━━ Data records ━━

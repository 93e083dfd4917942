//! Serial control channel used to stop the running program and soft-reboot
//! the board before any file transfer.
//!
//! The MicroPython REPL line discipline understands two control bytes:
//! `0x03` (Ctrl-C) interrupts the running program and `0x04` (Ctrl-D)
//! soft-reboots the interpreter without power-cycling the hardware. This
//! sequence must be reproduced bit-exact; it is the only traffic `micropush`
//! ever puts on the wire itself.

use std::io::prelude::*;
use std::thread;

use log::{debug, info};
use serialport::SerialPort;

use crate::Settings;

/// Interrupts the running program. Sent twice: a program that is
/// mid-statement can absorb one interrupt without yielding control.
pub const INTERRUPT_BYTE: u8 = 0x03;

/// Soft-reboots the interpreter into its command-accepting state.
pub const SOFT_REBOOT_BYTE: u8 = 0x04;

// =============================================================================
// Public Interface
// =============================================================================

/// The control capability the deployment state machine needs from the serial
/// line. Abstracted so the state machine can be exercised with a fake link.
pub trait ControlLink {
    /// Interrupt whatever is running on the board and soft-reboot its
    /// interpreter. On return the serial handle is closed again; the
    /// transfer backend opens its own connection to the same port and cannot
    /// do so while ours is open.
    fn interrupt_and_reboot(&mut self, settings: &Settings) -> Result<(), serialport::Error>;
}

/// Production [`ControlLink`] over a real serial port.
pub struct SerialControlLink;
impl ControlLink for SerialControlLink {
    fn interrupt_and_reboot(&mut self, settings: &Settings) -> Result<(), serialport::Error> {
        let mut port = open_port(settings)?;

        port.write_all(&[INTERRUPT_BYTE])?;
        thread::sleep(settings.interrupt_settle);
        port.write_all(&[INTERRUPT_BYTE])?;
        thread::sleep(settings.interrupt_settle);

        port.write_all(&[SOFT_REBOOT_BYTE])?;
        thread::sleep(settings.reboot_settle);

        // Dropping the port closes it.
        info!("soft reset sent to {}", port.name().unwrap_or_default());
        Ok(())
    }
}

// =============================================================================
// Private stuff
// =============================================================================

fn open_port(settings: &Settings) -> Result<Box<dyn SerialPort>, serialport::Error> {
    use retry::{delay, retry_with_index};

    let result = retry_with_index(
        delay::Fixed::from_millis(1000).take(2),
        |index| -> Result<Box<dyn SerialPort>, serialport::Error> {
            debug!("Trying to connect {}", index);
            let path = settings.path.clone().unwrap_or_default();
            serialport::new(&path, settings.baud_rate)
                .timeout(settings.read_timeout)
                .open()
        },
    );
    match result {
        Ok(port) => {
            info!(
                "Connected to {} at {} baud",
                port.name().unwrap_or_default(),
                settings.baud_rate
            );
            Ok(port)
        }
        Err(err) => match err {
            retry::Error::Operation {
                error,
                total_delay,
                tries,
            } => {
                info!(
                    "Failed to open the port after {:?} and {} tries: {}",
                    total_delay, tries, error,
                );
                Err(error)
            }
            retry::Error::Internal(_) => {
                info!("Internal retry error while opening port");
                Err(serialport::Error::new(
                    serialport::ErrorKind::Unknown,
                    "internal error while retrying to open the port",
                ))
            }
        },
    }
}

━━━

Brief >>
Would you transcribe all of the data, keeping each line exact?

Result for this exercise >>
repository 93e083dfd4917942
//! Serial control channel used to stop the running program and soft-reboot
//! the board before any file transfer.
//!
//! The MicroPython REPL line discipline understands two control bytes:
//! `0x03` (Ctrl-C) interrupts the running program and `0x04` (Ctrl-D)
//! soft-reboots the interpreter without power-cycling the hardware. This
//! sequence must be reproduced bit-exact; it is the only traffic `micropush`
//! ever puts on the wire itself.

use std::io::prelude::*;
use std::thread;

use log::{debug, info};
use serialport::SerialPort;

use crate::Settings;

/// Interrupts the running program. Sent twice: a program that is
/// mid-statement can absorb one interrupt without yielding control.
pub const INTERRUPT_BYTE: u8 = 0x03;

/// Soft-reboots the interpreter into its command-accepting state.
pub const SOFT_REBOOT_BYTE: u8 = 0x04;

// =============================================================================
// Public Interface
// =============================================================================

/// The control capability the deployment state machine needs from the serial
/// line. Abstracted so the state machine can be exercised with a fake link.
pub trait ControlLink {
    /// Interrupt whatever is running on the board and soft-reboot its
    /// interpreter. On return the serial handle is closed again; the
    /// transfer backend opens its own connection to the same port and cannot
    /// do so while ours is open.
    fn interrupt_and_reboot(&mut self, settings: &Settings) -> Result<(), serialport::Error>;
}

/// Production [`ControlLink`] over a real serial port.
pub struct SerialControlLink;
impl ControlLink for SerialControlLink {
    fn interrupt_and_reboot(&mut self, settings: &Settings) -> Result<(), serialport::Error> {
        let mut port = open_port(settings)?;

        port.write_all(&[INTERRUPT_BYTE])?;
        thread::sleep(settings.interrupt_settle);
        port.write_all(&[INTERRUPT_BYTE])?;
        thread::sleep(settings.interrupt_settle);

        port.write_all(&[SOFT_REBOOT_BYTE])?;
        thread::sleep(settings.reboot_settle);

        // Dropping the port closes it.
        info!("soft reset sent to {}", port.name().unwrap_or_default());
        Ok(())
    }
}

// =============================================================================
// Private stuff
// =============================================================================

fn open_port(settings: &Settings) -> Result<Box<dyn SerialPort>, serialport::Error> {
    use retry::{delay, retry_with_index};

    let result = retry_with_index(
        delay::Fixed::from_millis(1000).take(2),
        |index| -> Result<Box<dyn SerialPort>, serialport::Error> {
            debug!("Trying to connect {}", index);
            let path = settings.path.clone().unwrap_or_default();
            serialport::new(&path, settings.baud_rate)
                .timeout(settings.read_timeout)
                .open()
        },
    );
    match result {
        Ok(port) => {
            info!(
                "Connected to {} at {} baud",
                port.name().unwrap_or_default(),
                settings.baud_rate
            );
            Ok(port)
        }
        Err(err) => match err {
            retry::Error::Operation {
                error,
                total_delay,
                tries,
            } => {
                info!(
                    "Failed to open the port after {:?} and {} tries: {}",
                    total_delay, tries, error,
                );
                Err(error)
            }
            retry::Error::Internal(_) => {
                info!("Internal retry error while opening port");
                Err(serialport::Error::new(
                    serialport::ErrorKind::Unknown,
                    "internal error while retrying to open the port",
                ))
            }
        },
    }
}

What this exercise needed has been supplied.